Unfortunately he doesn't have a whole lot new to say about how we're going to do that work.   He did mention climate change briefly, more or less as a slap at our stupid Governor. But he didn't dwell very long on how the rising seas and our dissolving coastline combine to imperil everything he was here to celebrate. To have spent too much time on that would draw attention to the fact that he had no new initiative to announce, no solution to offer to our continuing existential crisis. In fact, as The Lens pointed out this week, the President is already moving to defund our insufficient source of relief there.

But hey, thanks for coming. Hope the chicken was good.

The other thing that happens when a President comes to town is traffic gets jammed up for a while.  But we're used to that by now.  Both because the streets are already impassable due to every construction project imaginable happening simultaneously, and because we can remember when the feds put all sorts of things off limits.

Federal City

That is another view of the post-Katrina FEMA camp I mentioned in an earlier post today.  The photo is from late December 2005. It's one of my favorites from that time. I went back there a few weeks ago to try and recreate the scene. It's less forbidding now.

St. Louis St. at Jax lot

Camp FEMA

FEMA Camp

That photo was taken of the Jax Brewery parking lot in December of 2005.  By this time the water was all long gone but 80 percent of the city was a shambles.  People were filtering back into town to tend to their properties or clean out apartments. But the rate at which this happened depended on each individual's resources.  Many would never catch up with "pace of progress" as this Lens report out this morning on post-Katrina demolitions demonstrates.

Accommodations in town were scarce. FEMA was delivering trailers, paying for hotels, even housing people on cruise ships. FEMA employees were stationed in makeshift "Disaster Recovery Centers" at various points around town to process aid and distribute food and supplies. If I remember correctly the tents in the photo above weren't a DRC but more of a base camp for various federal agencies operating in town.

Today it's back to being a parking lot. Most of the tourists who walk by here every day probably couldn't imagine the scene back then.

Jax lot 2015

Tuesday, August 25, 2015

Resilience March

Street signs

We're just about done with Tuesday. Let's see how far along that puts us in the Shitstorm by now.  Oh yes. Today was Resilience Day.
FEMA director Craig Fugate said he loves the word because it means whatever you want it to mean.

And if you've been paying attention over the last couple of weeks, you'd think he was right. "Resilience" has replaced similar words, or been used in sentences where it didn't necessarily need to appear, to define the City of New Orleans' philosophy as it prepares for the 10th anniversary of Hurricane Katrina and the federal levee failures. Mayor Mitch Landrieu has planted his "resilience" seed (or some form of it — "resilient," "resiliency") in speeches throughout his terms as mayor. (And if you're keeping score at home, you can add "vibrant," "new Orleans" and "NOLA for Life" to Landrieu's list.) The word has seemingly grown into a jungle of word salads with business lingo and jargon-y nothing phrases that have taken over dozens of panels, events and speeches this week. Its overuse implied it not only didn't mean anything but that there wasn't anything to be "resilient" about. But the word now defines a plan that the city will look to over the next decade and beyond.
FYI: The city's Chief Resilience Officer makes $172,000.
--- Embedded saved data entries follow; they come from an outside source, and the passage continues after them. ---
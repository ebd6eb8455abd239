// ==========================================
// 穿孔爆破引擎 - 领域类型定义
// ==========================================
// 职责: 作用域、连接器类型等基础值类型
// ==========================================

use serde::{Deserialize, Serialize};
use std::fmt;
use std::str::FromStr;

// ==========================================
// 作用域 (Project + Site)
// ==========================================
// 孔号只在同一 project_id + site_id 内唯一
#[derive(Debug, Clone, Copy, PartialEq, Eq, Hash, PartialOrd, Ord, Serialize, Deserialize)]
pub struct SiteScope {
    pub project_id: i64,
    pub site_id: i64,
}

impl SiteScope {
    pub fn new(project_id: i64, site_id: i64) -> Self {
        Self {
            project_id,
            site_id,
        }
    }

    /// config_kv 中使用的 scope_id
    pub fn scope_key(&self) -> String {
        format!("site/{}/{}", self.project_id, self.site_id)
    }
}

impl fmt::Display for SiteScope {
    fn fmt(&self, f: &mut fmt::Formatter<'_>) -> fmt::Result {
        write!(f, "P{}/S{}", self.project_id, self.site_id)
    }
}

// ==========================================
// 连接器类型 (Connector Type)
// ==========================================
// 仅作信息展示,不参与时序计算
// 序列化格式: SCREAMING_SNAKE_CASE
#[derive(Debug, Clone, Copy, PartialEq, Eq, Hash, Default, Serialize, Deserialize)]
#[serde(rename_all = "SCREAMING_SNAKE_CASE")]
pub enum ConnectorType {
    #[default]
    DetonatingCord, // 导爆索
    Connectors,     // 连接器(雷管)
}

impl ConnectorType {
    /// 旧 API 使用的数值编码
    pub fn api_code(&self) -> i32 {
        match self {
            ConnectorType::DetonatingCord => 0,
            ConnectorType::Connectors => 1,
        }
    }
}

impl fmt::Display for ConnectorType {
    fn fmt(&self, f: &mut fmt::Formatter<'_>) -> fmt::Result {
        match self {
            ConnectorType::DetonatingCord => write!(f, "DETONATING_CORD"),
            ConnectorType::Connectors => write!(f, "CONNECTORS"),
        }
    }
}

impl FromStr for ConnectorType {
    type Err = String;

    /// 兼容三种写法: 数值编码 / 前端小写 / 序列化大写
    fn from_str(s: &str) -> Result<Self, Self::Err> {
        let normalized = s.trim().to_lowercase().replace([' ', '-'], "_");
        match normalized.as_str() {
            "0" | "detonating_cord" | "detonatingcord" | "cord" => {
                Ok(ConnectorType::DetonatingCord)
            }
            "1" | "connectors" | "connector" => Ok(ConnectorType::Connectors),
            _ => Err(format!("未知的连接器类型: {}", s)),
        }
    }
}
You laugh but, according to this Slate article, the guy might have some work to do.
After Katrina, the second line became a symbol of New Orleans’ resilience. But the survival of the parades—and the neighborhoods the revelers called home—is far from assured.
That can't be good. I mean, if you lose the "symbol of resilience" what else to resilience really is there worth having?

Anyway, this isn't an article about "resilience." It's an article about gentrification even if it doesn't know that it is. Despite the media hyper-focus on the fate of "culture bearers" who do interesting things that tourists might like to see, the escalating costs of living in New Orleans affects an entire class of people.  The fact that the "culture bearers" in question happen to be a segment of that class merely makes this an attractive story for a national outlet.

The reason this caught my attention, though, was the particular piece of resilience theater the article opens with; an "All Star Second Line" organized on MLK weekend in 2006.
Meanwhile, displaced second liners, many of whom had no transportation of their own, were renting cars and even chartering buses to get to the parade. Vallery made a desperate call to City Council President Oliver Thomas, who had strong ties to the clubs. Thomas thought this second line might be the last one the city would ever muster, that the tradition itself was at stake. “That’s why, for me, it had to happen,” he told me later. He convinced the Nagin administration that the parade would be more manageable than a crowd of people who found their way back from exile only to discover it had been canceled. He helped secure a permit for a route contained in NOPD’s First District, a loop around Treme, regarded by some as the oldest black neighborhood in the country, and a bit of the Seventh Ward, birthplace of Jelly Roll Morton and Sidney Bechet.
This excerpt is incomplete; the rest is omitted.